### Action item
Find the string "applied" in the records. Copy every line it appears in.

### Stored data entries
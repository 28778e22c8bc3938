//! Role and permission records as returned by the repository.

use serde::{Deserialize, Serialize};

/// A role assignable to principals
#[derive(Debug, Clone, PartialEq, Eq, Serialize, Deserialize)]
pub struct Role {
    /// Repository identifier
    pub id: i64,

    /// Unique role name (matched case-insensitively during checks)
    pub name: String,

    /// Human-readable description
    #[serde(default)]
    pub description: String,
}

/// A permission grantable to roles
#[derive(Debug, Clone, PartialEq, Eq, Serialize, Deserialize)]
pub struct Permission {
    /// Repository identifier
    pub id: i64,

    /// Unique permission name (matched case-insensitively during checks)
    pub name: String,

    /// Human-readable description
    #[serde(default)]
    pub description: String,
}
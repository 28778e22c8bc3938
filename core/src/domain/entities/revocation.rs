//! Revocation cache entries.

use serde::{Deserialize, Serialize};

/// A revoked token identifier with its natural expiry.
///
/// Entries never outlive the token they revoke: once `expires_at` passes the
/// token would be rejected as expired anyway, so the sweep reclaims the entry.
#[derive(Debug, Clone, PartialEq, Eq, Serialize, Deserialize)]
pub struct RevokedToken {
    /// The revocation key (normally the token's `jti` claim)
    pub token_id: String,

    /// Expiration timestamp (unix seconds)
    pub expires_at: i64,
}

impl RevokedToken {
    pub fn new(token_id: impl Into<String>, expires_at: i64) -> Self {
        Self {
            token_id: token_id.into(),
            expires_at,
        }
    }
}
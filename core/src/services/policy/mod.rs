//! Role-based access control policy services

pub mod cache;

pub use cache::{PolicyCache, PolicySnapshot};
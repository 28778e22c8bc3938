//! Bridge between the local caches and the fanout broker.
//!
//! Outbound: state changes made locally are broadcast so every other instance
//! applies the same mutation. Inbound: one consumer loop per logical channel
//! decodes events and dispatches them to the revocation or policy cache.
//! Broker unavailability is never allowed to fail a request - the local cache
//! was already updated, so local correctness does not depend on the publish.

use std::sync::Arc;

use tokio::sync::{mpsc, watch};
use tokio::task::JoinHandle;
use tracing::{debug, info, warn};

use crate::domain::events::AuthzEvent;
use crate::errors::DomainResult;
use crate::repositories::RoleRepository;
use crate::services::events::broker::MessageBroker;
use crate::services::policy::cache::PolicyCache;
use crate::services::revocation::cache::RevocationCache;

use authz_shared::EventChannelsConfig;

/// Publishes and consumes revocation and policy-reload events.
pub struct EventBridge<B: MessageBroker> {
    broker: Arc<B>,
    channels: EventChannelsConfig,
}

impl<B: MessageBroker> EventBridge<B> {
    pub fn new(broker: Arc<B>, channels: EventChannelsConfig) -> Self {
        Self { broker, channels }
    }

    /// Broadcast a single-token revocation. Best-effort: a broker failure is
    /// logged and swallowed.
    pub async fn publish_token_revoked(&self, token_id: &str, exp: i64) {
        let event = AuthzEvent::TokenRevoked {
            token_id: token_id.to_string(),
            exp,
        };
        self.publish(&self.channels.revocation_channel, &event).await;
    }

    /// Broadcast a subject-wide revocation. Best-effort.
    pub async fn publish_subject_revoked(&self, subject_id: &str) {
        let event = AuthzEvent::TokenRevokedAll {
            subject_id: subject_id.to_string(),
        };
        self.publish(&self.channels.revocation_channel, &event).await;
    }

    /// Broadcast a policy reload signal. Best-effort.
    pub async fn publish_policy_reload(&self) {
        self.publish(&self.channels.policy_channel, &AuthzEvent::PolicyReload)
            .await;
    }

    async fn publish(&self, channel: &str, event: &AuthzEvent) {
        let payload = match serde_json::to_vec(event) {
            Ok(payload) => payload,
            Err(err) => {
                warn!(channel, error = %err, "failed to encode event");
                return;
            }
        };

        match self.broker.publish(channel, payload).await {
            Ok(()) => debug!(channel, ?event, "event published"),
            Err(err) => {
                warn!(channel, error = %err, "event publish failed; local state remains authoritative");
            }
        }
    }

    /// Start one consumer task per logical channel.
    ///
    /// Each task decodes incoming payloads and applies them to the caches;
    /// undecodable or unknown messages are dropped and logged. Tasks exit
    /// when `shutdown` fires or the broker closes the subscription.
    pub async fn spawn_consumers<R>(
        &self,
        revocations: Arc<RevocationCache>,
        policy: Arc<PolicyCache<R>>,
        shutdown: watch::Receiver<bool>,
    ) -> DomainResult<Vec<JoinHandle<()>>>
    where
        R: RoleRepository + 'static,
    {
        let mut handles = Vec::with_capacity(2);

        for channel in [
            self.channels.revocation_channel.clone(),
            self.channels.policy_channel.clone(),
        ] {
            let rx = self.broker.subscribe(&channel).await?;
            handles.push(tokio::spawn(consume(
                channel,
                rx,
                Arc::clone(&revocations),
                Arc::clone(&policy),
                shutdown.clone(),
            )));
        }

        Ok(handles)
    }
}

async fn consume<R: RoleRepository>(
    channel: String,
    mut rx: mpsc::Receiver<Vec<u8>>,
    revocations: Arc<RevocationCache>,
    policy: Arc<PolicyCache<R>>,
    mut shutdown: watch::Receiver<bool>,
) {
    info!(channel, "event consumer started");
    loop {
        tokio::select! {
            _ = shutdown.changed() => {
                info!(channel, "event consumer shutting down");
                break;
            }
            message = rx.recv() => match message {
                Some(payload) => dispatch(&channel, &payload, &revocations, &policy).await,
                None => {
                    warn!(channel, "event subscription closed");
                    break;
                }
            },
        }
    }
}

/// Decode one payload and apply it. All handlers are idempotent, so duplicate
/// or out-of-order delivery is harmless.
async fn dispatch<R: RoleRepository>(
    channel: &str,
    payload: &[u8],
    revocations: &RevocationCache,
    policy: &PolicyCache<R>,
) {
    let event: AuthzEvent = match serde_json::from_slice(payload) {
        Ok(event) => event,
        Err(err) => {
            warn!(channel, error = %err, "dropping undecodable event");
            return;
        }
    };

    match event {
        AuthzEvent::TokenRevoked { token_id, exp } => {
            revocations.add(&token_id, exp);
            debug!(channel, token_id, "applied token revocation event");
        }
        AuthzEvent::TokenRevokedAll { subject_id } => {
            let drained = revocations.revoke_subject(&subject_id);
            debug!(
                channel,
                subject_id,
                revoked = drained.len(),
                "applied subject revocation event"
            );
        }
        AuthzEvent::PolicyReload => {
            if let Err(err) = policy.reload().await {
                warn!(channel, error = %err, "policy reload failed; keeping previous snapshot");
            }
        }
    }
}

### Result
            debug!(channel, token_id, "applied token revocation event");
                "applied subject revocation event"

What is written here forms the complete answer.